### INPUT DATA

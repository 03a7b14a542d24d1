//! The persistence writer: a single task that owns all writes to storage.
//!
//! Mutations enqueue the post-update cart while still holding the state
//! lock, so the queue order is the mutation order. The writer drains the
//! queue one job at a time; a write can therefore never overtake a newer
//! one and overwrite newer state with older state.

use std::fmt;
use std::sync::Arc;

use marketcart_core::{encode, Cart};
use marketcart_store::KvStore;
use tokio::sync::{broadcast, mpsc, oneshot};
use tracing::{debug, warn};

/// Which storage call failed.
#[derive(Debug, Clone, Copy, PartialEq, Eq)]
pub enum StorageOp {
    Read,
    Write,
}

impl fmt::Display for StorageOp {
    fn fmt(&self, f: &mut fmt::Formatter<'_>) -> fmt::Result {
        match self {
            StorageOp::Read => f.write_str("read"),
            StorageOp::Write => f.write_str("write"),
        }
    }
}

/// A storage failure observed by the cart.
///
/// The in-memory cart is never rolled back; this is purely informational.
#[derive(Debug, Clone, PartialEq, Eq)]
pub struct PersistFailure {
    pub op: StorageOp,
    pub key: String,
    /// Cart revision the failed call was carrying (or observing, for reads).
    pub revision: u64,
    pub message: String,
}

/// A full cart snapshot to write.
#[derive(Debug)]
pub(crate) struct PersistJob {
    pub revision: u64,
    pub cart: Cart,
}

#[derive(Debug)]
pub(crate) enum WriterCommand {
    Persist(PersistJob),
    /// Acknowledge once every command queued before this one is done.
    Flush(oneshot::Sender<()>),
}

pub(crate) struct Writer<S: KvStore> {
    store: Arc<S>,
    key: String,
    coalesce: bool,
    rx: mpsc::UnboundedReceiver<WriterCommand>,
    failures: broadcast::Sender<PersistFailure>,
}

impl<S: KvStore + 'static> Writer<S> {
    pub fn new(
        store: Arc<S>,
        key: String,
        coalesce: bool,
        rx: mpsc::UnboundedReceiver<WriterCommand>,
        failures: broadcast::Sender<PersistFailure>,
    ) -> Self {
        Self {
            store,
            key,
            coalesce,
            rx,
            failures,
        }
    }

    /// Run until every sender is gone and the queue is drained.
    pub async fn run(mut self) {
        while let Some(command) = self.rx.recv().await {
            match command {
                WriterCommand::Persist(job) => {
                    let (job, waiters) = if self.coalesce {
                        self.take_newest(job)
                    } else {
                        (job, Vec::new())
                    };
                    self.persist(job).await;
                    for waiter in waiters {
                        let _ = waiter.send(());
                    }
                }
                WriterCommand::Flush(done) => {
                    let _ = done.send(());
                }
            }
        }
        debug!(key = %self.key, "cart writer stopped");
    }

    /// Collapse everything already queued into the newest snapshot.
    ///
    /// Flush requests met on the way are answered after that snapshot lands.
    fn take_newest(&mut self, mut job: PersistJob) -> (PersistJob, Vec<oneshot::Sender<()>>) {
        let mut waiters = Vec::new();
        let mut skipped = 0usize;

        while let Ok(command) = self.rx.try_recv() {
            match command {
                WriterCommand::Persist(newer) => {
                    job = newer;
                    skipped += 1;
                }
                WriterCommand::Flush(done) => waiters.push(done),
            }
        }

        if skipped > 0 {
            debug!(key = %self.key, revision = job.revision, skipped, "coalesced cart writes");
        }
        (job, waiters)
    }

    async fn persist(&self, job: PersistJob) {
        let raw = match encode(&job.cart) {
            Ok(raw) => raw,
            Err(e) => {
                self.report(job.revision, e.to_string());
                return;
            }
        };

        match self.store.set(&self.key, &raw).await {
            Ok(()) => {
                debug!(key = %self.key, revision = job.revision, items = job.cart.len(), "persisted cart");
            }
            Err(e) => self.report(job.revision, e.to_string()),
        }
    }

    fn report(&self, revision: u64, message: String) {
        warn!(key = %self.key, revision, error = %message, "failed to persist cart; keeping in-memory state");
        // No subscribers is fine.
        let _ = self.failures.send(PersistFailure {
            op: StorageOp::Write,
            key: self.key.clone(),
            revision,
            message,
        });
    }
}
//! # Marketcart
//!
//! Client-side shopping cart state for a storefront app: which products the
//! user has added, in what quantities, persisted across restarts.
//!
//! ## Overview
//!
//! - **Cart scope**: [`CartStore`] owns the authoritative in-memory cart and
//!   is the only writer of persisted state. The host creates it at startup
//!   and closes it at shutdown.
//! - **Handles**: [`CartHandle`] is what screens and widgets hold. It exposes
//!   `add_to_cart`, `increment`, `decrement`, read access, totals, and a
//!   change subscription. Using a handle after its scope ended is an error.
//! - **Persistence**: every change schedules one write of the full cart to a
//!   [`store::KvStore`]. Writes run on a single task in mutation order and
//!   never block the caller. Failures are logged and published, never rolled
//!   back.
//!
//! ## Usage
//!
//! ```rust,no_run
//! use marketcart::{CartConfig, CartStore, Product};
//! use marketcart::store::SqliteStore;
//!
//! async fn example() -> marketcart::Result<()> {
//!     let store = SqliteStore::open("cart.db")?;
//!     let cart_store = CartStore::open(store, CartConfig::default()).await;
//!
//!     let cart = cart_store.handle();
//!     cart.add_to_cart(Product::new("42", "Mug", "https://img/mug.png", 9.9))?;
//!     cart.increment(&"42".into())?;
//!
//!     let totals = cart.totals()?;
//!     assert_eq!(totals.item_count, 2);
//!
//!     cart_store.close().await
//! }
//! ```
//!
//! ## Re-exports
//!
//! - `marketcart::core` - Data model, totals, snapshot codec
//! - `marketcart::store` - Storage abstraction and SQLite

pub mod cart_store;
pub mod config;
pub mod error;
pub mod handle;
pub mod writer;

// Re-export component crates
pub use marketcart_core as core;
pub use marketcart_store as store;

pub use cart_store::CartStore;
pub use config::CartConfig;
pub use error::{CartError, Result};
pub use handle::CartHandle;
pub use writer::{PersistFailure, StorageOp};

// Re-export commonly used core types
pub use marketcart_core::{Cart, LineItem, Mutation, Product, ProductId, SnapshotStatus, Totals};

### WHAT THIS TASK INVOLVES
Could you please reproduce each record exactly, leaving nothing out?

### TASK ANSWER
repository 03a7b14a542d24d1
//! The persistence writer: a single task that owns all writes to storage.
//!
//! Mutations enqueue the post-update cart while still holding the state
//! lock, so the queue order is the mutation order. The writer drains the
//! queue one job at a time; a write can therefore never overtake a newer
//! one and overwrite newer state with older state.

use std::fmt;
use std::sync::Arc;

use marketcart_core::{encode, Cart};
use marketcart_store::KvStore;
use tokio::sync::{broadcast, mpsc, oneshot};
use tracing::{debug, warn};

/// Which storage call failed.
#[derive(Debug, Clone, Copy, PartialEq, Eq)]
pub enum StorageOp {
    Read,
    Write,
}

impl fmt::Display for StorageOp {
    fn fmt(&self, f: &mut fmt::Formatter<'_>) -> fmt::Result {
        match self {
            StorageOp::Read => f.write_str("read"),
            StorageOp::Write => f.write_str("write"),
        }
    }
}

/// A storage failure observed by the cart.
///
/// The in-memory cart is never rolled back; this is purely informational.
#[derive(Debug, Clone, PartialEq, Eq)]
pub struct PersistFailure {
    pub op: StorageOp,
    pub key: String,
    /// Cart revision the failed call was carrying (or observing, for reads).
    pub revision: u64,
    pub message: String,
}

/// A full cart snapshot to write.
#[derive(Debug)]
pub(crate) struct PersistJob {
    pub revision: u64,
    pub cart: Cart,
}

#[derive(Debug)]
pub(crate) enum WriterCommand {
    Persist(PersistJob),
    /// Acknowledge once every command queued before this one is done.
    Flush(oneshot::Sender<()>),
}

pub(crate) struct Writer<S: KvStore> {
    store: Arc<S>,
    key: String,
    coalesce: bool,
    rx: mpsc::UnboundedReceiver<WriterCommand>,
    failures: broadcast::Sender<PersistFailure>,
}

impl<S: KvStore + 'static> Writer<S> {
    pub fn new(
        store: Arc<S>,
        key: String,
        coalesce: bool,
        rx: mpsc::UnboundedReceiver<WriterCommand>,
        failures: broadcast::Sender<PersistFailure>,
    ) -> Self {
        Self {
            store,
            key,
            coalesce,
            rx,
            failures,
        }
    }

    /// Run until every sender is gone and the queue is drained.
    pub async fn run(mut self) {
        while let Some(command) = self.rx.recv().await {
            match command {
                WriterCommand::Persist(job) => {
                    let (job, waiters) = if self.coalesce {
                        self.take_newest(job)
                    } else {
                        (job, Vec::new())
                    };
                    self.persist(job).await;
                    for waiter in waiters {
                        let _ = waiter.send(());
                    }
                }
                WriterCommand::Flush(done) => {
                    let _ = done.send(());
                }
            }
        }
        debug!(key = %self.key, "cart writer stopped");
    }

    /// Collapse everything already queued into the newest snapshot.
    ///
    /// Flush requests met on the way are answered after that snapshot lands.
    fn take_newest(&mut self, mut job: PersistJob) -> (PersistJob, Vec<oneshot::Sender<()>>) {
        let mut waiters = Vec::new();
        let mut skipped = 0usize;

        while let Ok(command) = self.rx.try_recv() {
            match command {
                WriterCommand::Persist(newer) => {
                    job = newer;
                    skipped += 1;
                }
                WriterCommand::Flush(done) => waiters.push(done),
            }
        }

        if skipped > 0 {
            debug!(key = %self.key, revision = job.revision, skipped, "coalesced cart writes");
        }
        (job, waiters)
    }

    async fn persist(&self, job: PersistJob) {
        let raw = match encode(&job.cart) {
            Ok(raw) => raw,
            Err(e) => {
                self.report(job.revision, e.to_string());
                return;
            }
        };

        match self.store.set(&self.key, &raw).await {
            Ok(()) => {
                debug!(key = %self.key, revision = job.revision, items = job.cart.len(), "persisted cart");
            }
            Err(e) => self.report(job.revision, e.to_string()),
        }
    }

    fn report(&self, revision: u64, message: String) {
        warn!(key = %self.key, revision, error = %message, "failed to persist cart; keeping in-memory state");
        // No subscribers is fine.
        let _ = self.failures.send(PersistFailure {
            op: StorageOp::Write,
            key: self.key.clone(),
            revision,
            message,
        });
    }
}
//! # Marketcart
//!
//! Client-side shopping cart state for a storefront app: which products the
//! user has added, in what quantities, persisted across restarts.
//!
//! ## Overview
//!
//! - **Cart scope**: [`CartStore`] owns the authoritative in-memory cart and
//!   is the only writer of persisted state. The host creates it at startup
//!   and closes it at shutdown.
//! - **Handles**: [`CartHandle`] is what screens and widgets hold. It exposes
//!   `add_to_cart`, `increment`, `decrement`, read access, totals, and a
//!   change subscription. Using a handle after its scope ended is an error.
//! - **Persistence**: every change schedules one write of the full cart to a
//!   [`store::KvStore`]. Writes run on a single task in mutation order and
//!   never block the caller. Failures are logged and published, never rolled
//!   back.
//!
//! ## Usage
//!
//! ```rust,no_run
//! use marketcart::{CartConfig, CartStore, Product};
//! use marketcart::store::SqliteStore;
//!
//! async fn example() -> marketcart::Result<()> {
//!     let store = SqliteStore::open("cart.db")?;
//!     let cart_store = CartStore::open(store, CartConfig::default()).await;
//!
//!     let cart = cart_store.handle();
//!     cart.add_to_cart(Product::new("42", "Mug", "https://img/mug.png", 9.9))?;
//!     cart.increment(&"42".into())?;
//!
//!     let totals = cart.totals()?;
//!     assert_eq!(totals.item_count, 2);
//!
//!     cart_store.close().await
//! }
//! ```
//!
//! ## Re-exports
//!
//! - `marketcart::core` - Data model, totals, snapshot codec
//! - `marketcart::store` - Storage abstraction and SQLite

pub mod cart_store;
pub mod config;
pub mod error;
pub mod handle;
pub mod writer;

// Re-export component crates
pub use marketcart_core as core;
pub use marketcart_store as store;

pub use cart_store::CartStore;
pub use config::CartConfig;
pub use error::{CartError, Result};
pub use handle::CartHandle;
pub use writer::{PersistFailure, StorageOp};

// Re-export commonly used core types
pub use marketcart_core::{Cart, LineItem, Mutation, Product, ProductId, SnapshotStatus, Totals};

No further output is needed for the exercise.